Saved data entries

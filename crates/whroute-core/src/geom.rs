//! Geometry primitives: [`Point`] and [`Range`].
//!
//! X grows east, Y grows south. A warehouse floor is always the range
//! `[0, width) × [0, height)`, but nothing here assumes a zero origin.

use std::fmt;
use std::ops::{Add, Sub};

// ---------------------------------------------------------------------------
// Point
// ---------------------------------------------------------------------------

/// A cell coordinate on the warehouse floor.
#[derive(Copy, Clone, Debug, Default, PartialEq, Eq, Hash)]
#[cfg_attr(feature = "serde", derive(serde::Serialize, serde::Deserialize))]
pub struct Point {
    pub x: i32,
    pub y: i32,
}

impl Point {
    /// Origin (0, 0).
    pub const ZERO: Self = Self { x: 0, y: 0 };

    /// Create a new point.
    #[inline]
    pub const fn new(x: i32, y: i32) -> Self {
        Self { x, y }
    }

    /// Return a point shifted by (dx, dy).
    #[inline]
    pub const fn shift(self, dx: i32, dy: i32) -> Self {
        Self {
            x: self.x + dx,
            y: self.y + dy,
        }
    }

    /// Whether the point is inside the half-open range.
    #[inline]
    pub fn in_range(self, r: &Range) -> bool {
        r.contains(self)
    }

    /// The four axis-aligned neighbours in east, north, west, south order.
    #[inline]
    pub const fn neighbors_4(self) -> [Point; 4] {
        [
            Self::new(self.x + 1, self.y),
            Self::new(self.x, self.y - 1),
            Self::new(self.x - 1, self.y),
            Self::new(self.x, self.y + 1),
        ]
    }

    /// Whether `x + y` is even, i.e. the "white" squares of a checkerboard.
    ///
    /// Uses the Euclidean remainder so negative coordinates continue the
    /// same pattern.
    #[inline]
    pub const fn is_even_parity(self) -> bool {
        (self.x + self.y).rem_euclid(2) == 0
    }
}

impl PartialOrd for Point {
    fn partial_cmp(&self, other: &Self) -> Option<std::cmp::Ordering> {
        Some(self.cmp(other))
    }
}

impl Ord for Point {
    /// Row-major order.
    fn cmp(&self, other: &Self) -> std::cmp::Ordering {
        self.y.cmp(&other.y).then(self.x.cmp(&other.x))
    }
}

impl fmt::Display for Point {
    fn fmt(&self, f: &mut fmt::Formatter<'_>) -> fmt::Result {
        write!(f, "({}, {})", self.x, self.y)
    }
}

impl Add for Point {
    type Output = Self;
    #[inline]
    fn add(self, rhs: Self) -> Self {
        Self::new(self.x + rhs.x, self.y + rhs.y)
    }
}

impl Sub for Point {
    type Output = Self;
    #[inline]
    fn sub(self, rhs: Self) -> Self {
        Self::new(self.x - rhs.x, self.y - rhs.y)
    }
}

// ---------------------------------------------------------------------------
// Range
// ---------------------------------------------------------------------------

/// A half-open rectangle \[min, max). `min` is inclusive, `max` is exclusive.
#[derive(Copy, Clone, Debug, Default, PartialEq, Eq, Hash)]
#[cfg_attr(feature = "serde", derive(serde::Serialize, serde::Deserialize))]
pub struct Range {
    pub min: Point,
    pub max: Point,
}

impl Range {
    /// Create a new range from two corners, canonicalized so that
    /// `min` ≤ `max` on each axis.
    #[inline]
    pub fn new(x0: i32, y0: i32, x1: i32, y1: i32) -> Self {
        Self {
            min: Point::new(x0.min(x1), y0.min(y1)),
            max: Point::new(x0.max(x1), y0.max(y1)),
        }
    }

    /// The rectangle of `w × h` cells whose top-left cell is `origin`.
    #[inline]
    pub fn with_size(origin: Point, w: i32, h: i32) -> Self {
        Self::new(origin.x, origin.y, origin.x + w, origin.y + h)
    }

    /// Like [`with_size`](Self::with_size), but `None` if the far corner
    /// does not fit in `i32`.
    #[inline]
    pub fn checked_with_size(origin: Point, w: i32, h: i32) -> Option<Self> {
        let x1 = origin.x.checked_add(w)?;
        let y1 = origin.y.checked_add(h)?;
        Some(Self::new(origin.x, origin.y, x1, y1))
    }

    /// Size as a `Point` (width = max.x - min.x, height = max.y - min.y).
    #[inline]
    pub fn size(self) -> Point {
        Point::new(self.max.x - self.min.x, self.max.y - self.min.y)
    }

    /// Width of the range.
    #[inline]
    pub fn width(self) -> i32 {
        self.max.x - self.min.x
    }

    /// Height of the range.
    #[inline]
    pub fn height(self) -> i32 {
        self.max.y - self.min.y
    }

    /// Total number of cells in the range.
    #[inline]
    pub fn len(self) -> usize {
        if self.is_empty() {
            return 0;
        }
        (self.width() as usize) * (self.height() as usize)
    }

    /// Whether the range has zero or negative area.
    #[inline]
    pub fn is_empty(self) -> bool {
        self.min.x >= self.max.x || self.min.y >= self.max.y
    }

    /// Whether `p` is inside the half-open range.
    #[inline]
    pub fn contains(self, p: Point) -> bool {
        p.x >= self.min.x && p.x < self.max.x && p.y >= self.min.y && p.y < self.max.y
    }

    /// Whether every cell of `self` lies inside `outer`.
    ///
    /// Empty ranges are inside anything.
    #[inline]
    pub fn in_range(self, outer: Range) -> bool {
        self.is_empty() || self.intersect(outer) == self
    }

    /// Intersection of two ranges. Returns the zero range when they do not
    /// overlap.
    #[inline]
    pub fn intersect(self, other: Range) -> Self {
        let r = Self {
            min: Point::new(self.min.x.max(other.min.x), self.min.y.max(other.min.y)),
            max: Point::new(self.max.x.min(other.max.x), self.max.y.min(other.max.y)),
        };
        if r.is_empty() { Self::default() } else { r }
    }

    /// Row-major iterator over every point in the range.
    #[inline]
    pub fn iter(self) -> RangeIter {
        RangeIter {
            range: self,
            cur: self.min,
        }
    }
}

impl IntoIterator for Range {
    type Item = Point;
    type IntoIter = RangeIter;
    #[inline]
    fn into_iter(self) -> RangeIter {
        self.iter()
    }
}

impl fmt::Display for Range {
    fn fmt(&self, f: &mut fmt::Formatter<'_>) -> fmt::Result {
        write!(f, "[{}-{})", self.min, self.max)
    }
}

// ---------------------------------------------------------------------------
// RangeIter
// ---------------------------------------------------------------------------

/// Row-major iterator over the points in a [`Range`].
#[derive(Clone, Debug)]
pub struct RangeIter {
    range: Range,
    cur: Point,
}

impl Iterator for RangeIter {
    type Item = Point;

    #[inline]
    fn next(&mut self) -> Option<Point> {
        if self.cur.y >= self.range.max.y || self.range.is_empty() {
            return None;
        }
        let p = self.cur;
        self.cur.x += 1;
        if self.cur.x >= self.range.max.x {
            self.cur.x = self.range.min.x;
            self.cur.y += 1;
        }
        Some(p)
    }

    #[inline]
    fn size_hint(&self) -> (usize, Option<usize>) {
        if self.range.is_empty() || self.cur.y >= self.range.max.y {
            return (0, Some(0));
        }
        let w = self.range.width() as usize;
        let remaining_in_row = (self.range.max.x - self.cur.x) as usize;
        let remaining_rows = (self.range.max.y - self.cur.y - 1) as usize;
        let total = remaining_in_row + remaining_rows * w;
        (total, Some(total))
    }
}

impl ExactSizeIterator for RangeIter {}

#[cfg(test)]
mod tests {
    use super::*;
    use std::collections::HashSet;

    #[test]
    fn point_arithmetic() {
        let a = Point::new(1, 2);
        let b = Point::new(3, 4);
        assert_eq!(a + b, Point::new(4, 6));
        assert_eq!(b - a, Point::new(2, 2));
        assert_eq!(a.shift(-1, 1), Point::new(0, 3));
    }

    #[test]
    fn points_are_value_keys() {
        let mut set = HashSet::new();
        set.insert(Point::new(2, 3));
        assert!(set.contains(&Point::new(2, 3)));
        assert!(!set.contains(&Point::new(3, 2)));
    }

    #[test]
    fn neighbors_4_order() {
        let n = Point::new(5, 5).neighbors_4();
        assert_eq!(
            n,
            [
                Point::new(6, 5),
                Point::new(5, 4),
                Point::new(4, 5),
                Point::new(5, 6),
            ]
        );
    }

    #[test]
    fn parity_checkerboard() {
        assert!(Point::new(0, 0).is_even_parity());
        assert!(!Point::new(1, 0).is_even_parity());
        assert!(Point::new(3, 5).is_even_parity());
        // Negative coordinates continue the same pattern.
        assert!(!Point::new(-1, 0).is_even_parity());
        assert!(Point::new(-1, -1).is_even_parity());
    }

    #[test]
    fn point_ordering_is_row_major() {
        let mut pts = vec![Point::new(1, 1), Point::new(0, 1), Point::new(5, 0)];
        pts.sort();
        assert_eq!(pts, vec![Point::new(5, 0), Point::new(0, 1), Point::new(1, 1)]);
    }

    #[test]
    fn range_basics() {
        let r = Range::new(0, 0, 3, 2);
        assert_eq!(r.size(), Point::new(3, 2));
        assert_eq!(r.len(), 6);
        assert!(!r.is_empty());
        assert!(r.contains(Point::new(0, 0)));
        assert!(r.contains(Point::new(2, 1)));
        assert!(!r.contains(Point::new(3, 0)));
        assert!(!r.contains(Point::new(0, 2)));
        assert!(!r.contains(Point::new(-1, 0)));
    }

    #[test]
    fn range_auto_canonicalize() {
        let r = Range::new(3, 2, 0, 0);
        assert_eq!(r.min, Point::new(0, 0));
        assert_eq!(r.max, Point::new(3, 2));
    }

    #[test]
    fn range_with_size() {
        let r = Range::with_size(Point::new(2, 0), 1, 4);
        assert_eq!(r, Range::new(2, 0, 3, 4));
        assert_eq!(r.len(), 4);
    }

    #[test]
    fn range_checked_with_size() {
        assert_eq!(
            Range::checked_with_size(Point::new(2, 0), 1, 4),
            Some(Range::new(2, 0, 3, 4))
        );
        assert_eq!(Range::checked_with_size(Point::new(i32::MAX, 0), 1, 1), None);
        assert_eq!(Range::checked_with_size(Point::new(0, i32::MAX - 1), 1, 2), None);
    }

    #[test]
    fn range_iter_count() {
        let r = Range::new(0, 0, 3, 2);
        let pts: Vec<_> = r.iter().collect();
        assert_eq!(pts.len(), 6);
        assert_eq!(r.iter().len(), 6);
        assert_eq!(pts[0], Point::new(0, 0));
        assert_eq!(pts[5], Point::new(2, 1));
    }

    #[test]
    fn range_intersect() {
        let a = Range::new(0, 0, 4, 4);
        let b = Range::new(2, 2, 6, 6);
        assert_eq!(a.intersect(b), Range::new(2, 2, 4, 4));
        let c = Range::new(5, 5, 7, 7);
        assert_eq!(a.intersect(c), Range::default());
    }

    #[test]
    fn range_in_range() {
        let outer = Range::new(0, 0, 5, 5);
        assert!(Range::new(1, 1, 3, 3).in_range(outer));
        assert!(outer.in_range(outer));
        assert!(!Range::new(3, 3, 8, 8).in_range(outer));
        assert!(Range::default().in_range(outer));
    }

    #[test]
    fn empty_range_iter() {
        let r = Range::new(0, 0, 0, 4);
        assert!(r.is_empty());
        assert_eq!(r.len(), 0);
        assert_eq!(r.iter().count(), 0);
    }
}

#[cfg(all(test, feature = "serde"))]
mod serde_tests {
    use super::*;

    #[test]
    fn point_round_trip() {
        let p = Point::new(-3, 7);
        let json = serde_json::to_string(&p).unwrap();
        let back: Point = serde_json::from_str(&json).unwrap();
        assert_eq!(p, back);
    }
}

▶ **What to work on**
Search the data for the word "Option" and copy each line where it appears.

▶ **Written solution**
    fn partial_cmp(&self, other: &Self) -> Option<std::cmp::Ordering> {
    pub fn checked_with_size(origin: Point, w: i32, h: i32) -> Option<Self> {
    fn next(&mut self) -> Option<Point> {
    fn size_hint(&self) -> (usize, Option<usize>) {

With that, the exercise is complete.